Lacrime vere e lacrime di coccodrillo
Nell’autunno del 2018 era la montagna friulana, la Carnia in particolare, a piangere sotto la violenza della tempesta Vaia. Ora è la pianura friulana, come la Romagna e la Padania, a piangere colpita dai violenti fenomeni atmosferici di questi giorni. Con essa piangono le isole e i territori mediterranei, e non solo, investiti da alte temperature e dagli incendi. E’ ormai evidente che ci troviamo di fronte a cambiamenti climatici la cui causa principale sta nel riscaldamento ed inquinamento dell’atmosfera provocato dall’uso dei combustibili fossili. Eppure in Friuli Venezia Giulia l’Assessorato alla Difesa del Territorio e all’Energia ha autorizzato la Società Italiana per l’Oleodotto Transalpino (SIOT) della Transalpine Pipeline (TAL), i cui azionisti sono le multinazionali del petrolio, ad installare, su progetto Enerproject, i cogeneratori di
elettricità e di calore funzionanti a metano nelle stazioni di pompaggio di San Dorligo della Valle, di Reana del Rojale, di Somplago e di Paluzza. Queste ultime stazioni di pompaggio sono ubicate rispettivamente nelle strette valli montane del Lago dei Tre Comuni e del torrente But. La strettezza di queste due valli montane favorirà la concentrazione nell’atmosfera dei gas inquinanti provenienti dalla combustione del metano con grave danno alla salute degli abitanti, all’agricoltura, al turismo e all’ambiente tutelato dalla Convenzione Internazionale della Protezione delle Alpi. La SIOT motiva l’installazione dei generatori a metano con il vantaggio dell’autonomia, dell’efficienza e risparmio energetici e le minori emissioni inquinanti: ma è proprio la combustione del metano ad aumentarle! Intende avere autonomia energetica per proteggersi da eventuali black-out quando invece questi – e ben altre tragedie – sono la conseguenza dei cambiamenti climatici provocati proprio dai combustibili fossili come il metano che la SIOT intende utilizzare. Metano per il quale l’Italia è dipendente da altri stati fornitori: altro che autonomia energetica! Le motivazioni della SIOT confliggono con la realtà. Da oltre 50 anni l’oleodotto ha sempre convogliato normalmente il petrolio da Trieste all’Europa centrale utilizzando l’energia elettrica della rete alimentata principalmente dalle tante centrali idroelettriche esistenti nella nostra regione.
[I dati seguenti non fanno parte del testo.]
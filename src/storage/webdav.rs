//! WebDAV backend over HTTP

use super::{
    do_prune, select_for_pruning, Artifact, LogFn, LogLevel, PrunePolicy, PruneStats, StorageBackend, StorageContext,
    StorageError,
};
use crate::config::WebdavConfig;
use async_trait::async_trait;
use chrono::{DateTime, Utc};
use quick_xml::events::Event;
use quick_xml::Reader;
use reqwest::{Body, Client, Method, RequestBuilder, StatusCode, Url};
use std::collections::HashMap;
use std::path::Path;
use std::time::Duration;
use tokio_util::io::ReaderStream;

const NAME: &str = "WebDAV";

const PROPFIND_BODY: &str = r#"<?xml version="1.0" encoding="utf-8"?>
<d:propfind xmlns:d="DAV:"><d:prop><d:resourcetype/><d:getlastmodified/></d:prop></d:propfind>"#;

/// One `<response>` of a multistatus document
#[derive(Debug, Clone, Default, PartialEq, Eq)]
pub struct DavEntry {
    pub href: String,
    pub modified: Option<DateTime<Utc>>,
    pub is_collection: bool,
}

pub struct WebdavStorage {
    config: WebdavConfig,
    client: Client,
    log: LogFn,
}

impl WebdavStorage {
    pub fn new(config: WebdavConfig, log: LogFn) -> Result<Self, StorageError> {
        if config.url.is_empty() {
            return Err(StorageError::new(NAME, "URL is required to use the WebDAV backend"));
        }
        let client = Client::builder()
            .danger_accept_invalid_certs(config.url_insecure)
            .connect_timeout(Duration::from_secs(30))
            .build()
            .storage_context(NAME, || "error creating HTTP client")?;

        Ok(Self { config, client, log })
    }

    /// URL of the configured remote directory, always ending in a slash
    pub fn directory_url(&self) -> String {
        let base = self.config.url.trim_end_matches('/');
        let path = self.config.path.trim_matches('/');
        if path.is_empty() {
            format!("{}/", base)
        } else {
            format!("{}/{}/", base, path)
        }
    }

    fn request(&self, method: Method, url: &str) -> RequestBuilder {
        let builder = self.client.request(method, url);
        if self.config.username.is_empty() {
            builder
        } else {
            builder.basic_auth(&self.config.username, Some(&self.config.password))
        }
    }

    async fn make_collections(&self) -> Result<(), StorageError> {
        let mkcol = Method::from_bytes(b"MKCOL").storage_context(NAME, || "invalid method")?;
        let base = self.config.url.trim_end_matches('/');
        let mut current = String::new();

        for segment in self.config.path.split('/').filter(|s| !s.is_empty()) {
            current.push('/');
            current.push_str(segment);
            let url = format!("{}{}/", base, current);
            let response = self
                .request(mkcol.clone(), &url)
                .send()
                .await
                .storage_context(NAME, || format!("error creating directory {}", url))?;

            let status = response.status();
            if !(status.is_success() || status == StatusCode::METHOD_NOT_ALLOWED || status.is_redirection()) {
                return Err(StorageError::new(
                    NAME,
                    format!("error creating directory {}: {}", url, status),
                ));
            }
        }
        Ok(())
    }

    async fn list(&self) -> Result<Vec<DavEntry>, StorageError> {
        let propfind = Method::from_bytes(b"PROPFIND").storage_context(NAME, || "invalid method")?;
        let url = self.directory_url();
        let response = self
            .request(propfind, &url)
            .header("Depth", "1")
            .header("Content-Type", "application/xml")
            .body(PROPFIND_BODY)
            .send()
            .await
            .storage_context(NAME, || format!("error looking up candidates from {}", url))?;

        let status = response.status();
        if !status.is_success() {
            return Err(StorageError::new(NAME, format!("listing {} failed with status {}", url, status)));
        }
        let body = response
            .text()
            .await
            .storage_context(NAME, || "error reading PROPFIND response")?;
        parse_multistatus(&body)
    }

    async fn delete(&self, artifacts: &[Artifact]) -> Result<(), StorageError> {
        let base = Url::parse(&self.config.url).storage_context(NAME, || "invalid WebDAV URL")?;
        let mut failures = Vec::new();

        for artifact in artifacts {
            let url = base
                .join(&artifact.name)
                .storage_context(NAME, || format!("invalid href {}", artifact.name))?;
            match self.request(Method::DELETE, url.as_str()).send().await {
                Ok(response) if response.status().is_success() => {}
                Ok(response) => failures.push(format!("{}: {}", artifact.name, response.status())),
                Err(e) => failures.push(format!("{}: {}", artifact.name, e)),
            }
        }

        if failures.is_empty() {
            Ok(())
        } else {
            Err(StorageError::new(
                NAME,
                format!("{} error(s) deleting files: {}", failures.len(), failures.join(", ")),
            ))
        }
    }
}

/// Parse a PROPFIND multistatus document
pub fn parse_multistatus(xml: &str) -> Result<Vec<DavEntry>, StorageError> {
    let mut reader = Reader::from_str(xml);
    reader.trim_text(true);

    let mut entries = Vec::new();
    let mut entry: Option<DavEntry> = None;
    let mut current: Vec<u8> = Vec::new();

    loop {
        match reader.read_event() {
            Ok(Event::Start(e)) => {
                let name = e.local_name().as_ref().to_vec();
                match name.as_slice() {
                    b"response" => entry = Some(DavEntry::default()),
                    b"collection" => {
                        if let Some(entry) = entry.as_mut() {
                            entry.is_collection = true;
                        }
                    }
                    _ => {}
                }
                current = name;
            }
            Ok(Event::Empty(e)) => {
                if e.local_name().as_ref() == b"collection" {
                    if let Some(entry) = entry.as_mut() {
                        entry.is_collection = true;
                    }
                }
            }
            Ok(Event::Text(t)) => {
                let Some(entry) = entry.as_mut() else { continue };
                let text = t
                    .unescape()
                    .storage_context(NAME, || "invalid text in PROPFIND response")?;
                match current.as_slice() {
                    b"href" => entry.href = text.into_owned(),
                    b"getlastmodified" => {
                        let modified = DateTime::parse_from_rfc2822(&text)
                            .storage_context(NAME, || format!("invalid getlastmodified `{}`", text))?;
                        entry.modified = Some(modified.with_timezone(&Utc));
                    }
                    _ => {}
                }
            }
            Ok(Event::End(e)) => {
                if e.local_name().as_ref() == b"response" {
                    if let Some(done) = entry.take() {
                        entries.push(done);
                    }
                }
                current.clear();
            }
            Ok(Event::Eof) => break,
            Ok(_) => {}
            Err(e) => {
                return Err(StorageError::with_source(
                    NAME,
                    format!("malformed PROPFIND response at position {}", reader.buffer_position()),
                    e,
                ))
            }
        }
    }

    Ok(entries)
}

/// Decode `%XX` escapes in an href segment
fn percent_decode(input: &str) -> String {
    let bytes = input.as_bytes();
    let mut out = Vec::with_capacity(bytes.len());
    let mut i = 0;
    while i < bytes.len() {
        if bytes[i] == b'%' && i + 2 < bytes.len() {
            let decoded = std::str::from_utf8(&bytes[i + 1..i + 3])
                .ok()
                .and_then(|hex| u8::from_str_radix(hex, 16).ok());
            if let Some(byte) = decoded {
                out.push(byte);
                i += 3;
                continue;
            }
        }
        out.push(bytes[i]);
        i += 1;
    }
    String::from_utf8_lossy(&out).into_owned()
}

fn file_name(href: &str) -> String {
    percent_decode(href.trim_end_matches('/').rsplit('/').next().unwrap_or_default())
}

#[async_trait]
impl StorageBackend for WebdavStorage {
    fn name(&self) -> &'static str {
        NAME
    }

    async fn copy(&self, file: &Path) -> Result<String, StorageError> {
        let name = file
            .file_name()
            .ok_or_else(|| StorageError::new(NAME, format!("{:?} has no file name", file)))?
            .to_string_lossy()
            .into_owned();

        self.make_collections().await?;

        let handle = tokio::fs::File::open(file)
            .await
            .storage_context(NAME, || format!("error opening file {:?}", file))?;
        let length = handle
            .metadata()
            .await
            .storage_context(NAME, || format!("error reading size of {:?}", file))?
            .len();

        let url = format!("{}{}", self.directory_url(), name);
        let response = self
            .request(Method::PUT, &url)
            .header("Content-Length", length)
            .body(Body::wrap_stream(ReaderStream::new(handle)))
            .send()
            .await
            .storage_context(NAME, || format!("error uploading the file to WebDAV server {}", url))?;

        let status = response.status();
        if !status.is_success() {
            return Err(StorageError::new(NAME, format!("uploading {} failed with status {}", url, status)));
        }

        (self.log)(
            LogLevel::Info,
            NAME,
            &format!(
                "Uploaded a copy of backup `{}` to WebDAV URL `{}` at path `{}`.",
                file.display(),
                self.config.url,
                self.config.path
            ),
        );
        Ok(url)
    }

    async fn prune(&self, policy: &PrunePolicy, now: DateTime<Utc>) -> Result<PruneStats, StorageError> {
        let Some(deadline) = policy.deadline(now) else {
            return Ok(PruneStats::default());
        };

        // Artifacts are named by their decoded file name, hrefs are kept for deletion
        let mut hrefs = HashMap::new();
        let artifacts: Vec<Artifact> = self
            .list()
            .await?
            .into_iter()
            .filter(|e| !e.is_collection)
            .filter_map(|e| {
                let modified = e.modified?;
                let name = file_name(&e.href);
                hrefs.insert(name.clone(), e.href);
                Some(Artifact { name, modified })
            })
            .collect();

        let (total, matches) = select_for_pruning(policy, now, artifacts, |a| a.name.as_str());
        let targets: Vec<Artifact> = matches
            .iter()
            .filter_map(|a| {
                hrefs.get(&a.name).map(|href| Artifact {
                    name: href.clone(),
                    modified: a.modified,
                })
            })
            .collect();

        do_prune(NAME, &self.log, matches.len(), total, deadline, || self.delete(&targets)).await
    }
}

#[cfg(test)]
mod tests {
    use super::*;
    use crate::storage::tracing_log;

    const MULTISTATUS: &str = r#"<?xml version="1.0" encoding="utf-8"?>
<d:multistatus xmlns:d="DAV:">
  <d:response>
    <d:href>/remote.php/dav/files/backup/</d:href>
    <d:propstat>
      <d:prop>
        <d:resourcetype><d:collection/></d:resourcetype>
        <d:getlastmodified>Mon, 01 Jan 2024 00:00:00 GMT</d:getlastmodified>
      </d:prop>
      <d:status>HTTP/1.1 200 OK</d:status>
    </d:propstat>
  </d:response>
  <d:response>
    <d:href>/remote.php/dav/files/backup/backup-2024-01-01.tar.gz</d:href>
    <d:propstat>
      <d:prop>
        <d:resourcetype/>
        <d:getlastmodified>Mon, 01 Jan 2024 02:00:00 GMT</d:getlastmodified>
      </d:prop>
    </d:propstat>
  </d:response>
  <d:response>
    <d:href>/remote.php/dav/files/backup/backup%202024.tar.gz</d:href>
    <d:propstat>
      <d:prop>
        <d:resourcetype/>
        <d:getlastmodified>Fri, 01 Mar 2024 02:00:00 GMT</d:getlastmodified>
      </d:prop>
    </d:propstat>
  </d:response>
</d:multistatus>"#;

    #[test]
    fn test_parse_multistatus() {
        let entries = parse_multistatus(MULTISTATUS).unwrap();
        assert_eq!(entries.len(), 3);
        assert!(entries[0].is_collection);
        assert!(!entries[1].is_collection);
        assert_eq!(entries[1].href, "/remote.php/dav/files/backup/backup-2024-01-01.tar.gz");
        assert_eq!(
            entries[1].modified.unwrap().to_rfc3339(),
            "2024-01-01T02:00:00+00:00"
        );
    }

    #[test]
    fn test_parse_multistatus_rejects_garbage() {
        assert!(parse_multistatus("<d:multistatus><d:response></d:multistatus>").is_err());
    }

    #[test]
    fn test_file_name_decodes_href() {
        assert_eq!(file_name("/dav/backup%202024.tar.gz"), "backup 2024.tar.gz");
        assert_eq!(file_name("/dav/dir/"), "dir");
        assert_eq!(file_name("/dav/100%"), "100%");
    }

    #[test]
    fn test_directory_url() {
        let storage = WebdavStorage::new(
            WebdavConfig {
                url: "https://cloud.example.com/remote.php/dav/files/backup/".to_string(),
                path: "/volumes/app/".to_string(),
                ..WebdavConfig::default()
            },
            tracing_log(),
        )
        .unwrap();
        assert_eq!(
            storage.directory_url(),
            "https://cloud.example.com/remote.php/dav/files/backup/volumes/app/"
        );
    }

    #[test]
    fn test_missing_url_is_rejected() {
        assert!(WebdavStorage::new(WebdavConfig::default(), tracing_log()).is_err());
    }
}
A dimostrazione che ben altre sono le reali motivazioni di tale scelta è l’accurato studio dell’Agenzia per l’Energia del Friuli Venezia Giulia (APE), di cui sono soci i Comuni, eseguito sul progetto SIOT per il Comune di Paluzza. Infatti lo studio APE così conclude: “Enerproject e SIOT perciò potranno ottenere un beneficio economico netto di 4,4 milioni di euro l’anno (dichiarato anche nella relazione tecnica del progetto), corrispondente alla somma dei certificati bianchi e della differenza dei costi di pompaggio. Calcolando un tempo di ritorno semplice sull’investimento l’intervento di 7,4 milioni di euro si ripaga in soli 1,7 anni, come dichiarato nella relazione tecnica del progetto. Se i calcoli e le stime presentate dovessero essere confermati, rivelano la natura prevalentemente economica di questi investimenti senza evidenti benefici per l’ambiente ed i cittadini”. La morale è che, mentre a causa dei cambiamenti climatici provocati dalle emissioni inquinanti dei combustibili fossili i territori colpiti da tragedie piangono, le multinazionali del petrolio invece ridono realizzando extraprofitti. I governanti versano lacrime di coccodrillo ma non attuano una seria politica ambientale. La SIOT rinuncia all’attingimento dalla rete elettrica per bruciare metano
nei cogeneratori inquinando l’ambiente. Ciò con l’autorizzazione dell’Assessorato Regionale per la Difesa dell’Ambiente e l’Energia. Visto il caso in esame e la mancanza di tutela delle acque e del territorio non sarebbe forse il caso di cancellare “per la Difesa dell’Ambiente” dalla tabella apposta all’ingresso del palazzo dell’assessorato o addirittura cambiarne l’inquilino?